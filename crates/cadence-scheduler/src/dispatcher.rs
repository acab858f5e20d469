use std::sync::Arc;
use std::time::Duration;

use cadence_core::{Job, JobPatch, JobStatus, LogStatus};
use cadence_lock::{new_token, LockService};
use cadence_store::JobStore;
use tokio::task::JoinHandle;
use tracing::{debug, error, info, warn};

use crate::executor::{ExecutionOutcome, JobExecutor};
use crate::outcome::OutcomeHandler;
use crate::shutdown::ActiveJobs;

/// What happened to one claimed job.
#[derive(Debug)]
pub enum Dispatch {
    /// Lock taken; execution runs on the returned task.
    Started(JoinHandle<()>),
    /// Another worker holds `job-lock:<id>`. Nothing was touched.
    Contended,
    /// The lock service errored. The job was put back to `pending`.
    LockUnavailable,
}

/// Runs claimed jobs under their distributed lock.
///
/// Per job: acquire `job-lock:<id>` with a fresh token, mark the job active,
/// then on a background task log `started`, execute, record the outcome and
/// release the lock by compare-and-delete.
#[derive(Clone)]
pub struct Dispatcher {
    store: Arc<dyn JobStore>,
    locks: Arc<dyn LockService>,
    executor: Arc<dyn JobExecutor>,
    outcomes: OutcomeHandler,
    active: ActiveJobs,
    lock_ttl: Duration,
    renew_every: Option<Duration>,
}

impl Dispatcher {
    pub fn new(
        store: Arc<dyn JobStore>,
        locks: Arc<dyn LockService>,
        executor: Arc<dyn JobExecutor>,
        outcomes: OutcomeHandler,
        active: ActiveJobs,
        lock_ttl: Duration,
    ) -> Self {
        Self {
            store,
            locks,
            executor,
            outcomes,
            active,
            lock_ttl,
            renew_every: None,
        }
    }

    /// Re-extend held locks every `every` while their job executes.
    pub fn with_renewal(mut self, every: Option<Duration>) -> Self {
        self.renew_every = every;
        self
    }

    /// Try to take the job's lock and, if successful, start executing it.
    ///
    /// The active count is raised before this returns `Started`, so a
    /// shutdown that begins afterwards always waits for the execution.
    pub async fn dispatch(&self, job: Job) -> Dispatch {
        let key = job.lock_key();
        let token = new_token();

        match self.locks.try_acquire(&key, &token, self.lock_ttl).await {
            Ok(true) => {}
            Ok(false) => {
                debug!(job_id = %job.id, "job locked by another worker, skipping");
                return Dispatch::Contended;
            }
            Err(e) => {
                warn!(job_id = %job.id, "lock acquire failed, returning job to pending: {e}");
                if let Err(e) = self
                    .store
                    .update_job(&job.id, &JobPatch::status(JobStatus::Pending))
                {
                    error!(job_id = %job.id, "failed to revert claimed job: {e}");
                }
                return Dispatch::LockUnavailable;
            }
        }

        let guard = self.active.enter();
        let this = self.clone();
        let handle = tokio::spawn(async move {
            let _guard = guard;
            this.run_locked(job, key, token).await;
        });
        Dispatch::Started(handle)
    }

    async fn run_locked(&self, job: Job, key: String, token: String) {
        info!(job_id = %job.id, name = %job.name, attempt = job.retry_count + 1, "executing job");
        if let Err(e) = self
            .store
            .append_log(&job.id, LogStatus::Started, "Job execution started")
        {
            warn!(job_id = %job.id, "failed to write start log: {e}");
        }

        let renewer = self
            .renew_every
            .map(|every| self.spawn_renewer(key.clone(), token.clone(), every));

        let outcome = self.execute(&job).await;

        if let Some(renewer) = renewer {
            renewer.abort();
        }

        if let Err(e) = self.outcomes.apply(&job, &outcome) {
            error!(job_id = %job.id, "failed to record job outcome: {e}");
        }

        match self.locks.compare_and_delete(&key, &token).await {
            Ok(true) => debug!(job_id = %job.id, "lock released"),
            Ok(false) => warn!(job_id = %job.id, "lock expired or changed hands before release"),
            Err(e) => error!(job_id = %job.id, "lock release failed: {e}"),
        }
    }

    /// Run the executor on its own task so a panic surfaces as a failure
    /// instead of tearing down the dispatch task.
    async fn execute(&self, job: &Job) -> ExecutionOutcome {
        let executor = Arc::clone(&self.executor);
        let owned = job.clone();
        match tokio::spawn(async move { executor.execute(&owned).await }).await {
            Ok(outcome) => outcome,
            Err(e) if e.is_panic() => {
                let panic = e.into_panic();
                let msg = panic
                    .downcast_ref::<&str>()
                    .map(|s| s.to_string())
                    .or_else(|| panic.downcast_ref::<String>().cloned())
                    .unwrap_or_else(|| "unknown panic".to_string());
                ExecutionOutcome::failure(format!("executor panicked: {msg}"))
            }
            Err(e) => ExecutionOutcome::failure(format!("executor task cancelled: {e}")),
        }
    }

    fn spawn_renewer(&self, key: String, token: String, every: Duration) -> JoinHandle<()> {
        let locks = Arc::clone(&self.locks);
        let ttl = self.lock_ttl;
        tokio::spawn(async move {
            let mut ticker = tokio::time::interval(every);
            // First tick completes immediately.
            ticker.tick().await;
            loop {
                ticker.tick().await;
                match locks.renew(&key, &token, ttl).await {
                    Ok(true) => debug!(%key, "lock renewed"),
                    Ok(false) => {
                        warn!(%key, "lock ownership lost during execution, no longer renewing");
                        break;
                    }
                    Err(e) => warn!(%key, "lock renewal failed: {e}"),
                }
            }
        })
    }
}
============================================================
Please copy, exactly as written, every line in the listing above from the line with "let token = new_token();" up to and including the line with "locked by another".

        let token = new_token();

        match self.locks.try_acquire(&key, &token, self.lock_ttl).await {
            Ok(true) => {}
            Ok(false) => {
                debug!(job_id = %job.id, "job locked by another worker, skipping");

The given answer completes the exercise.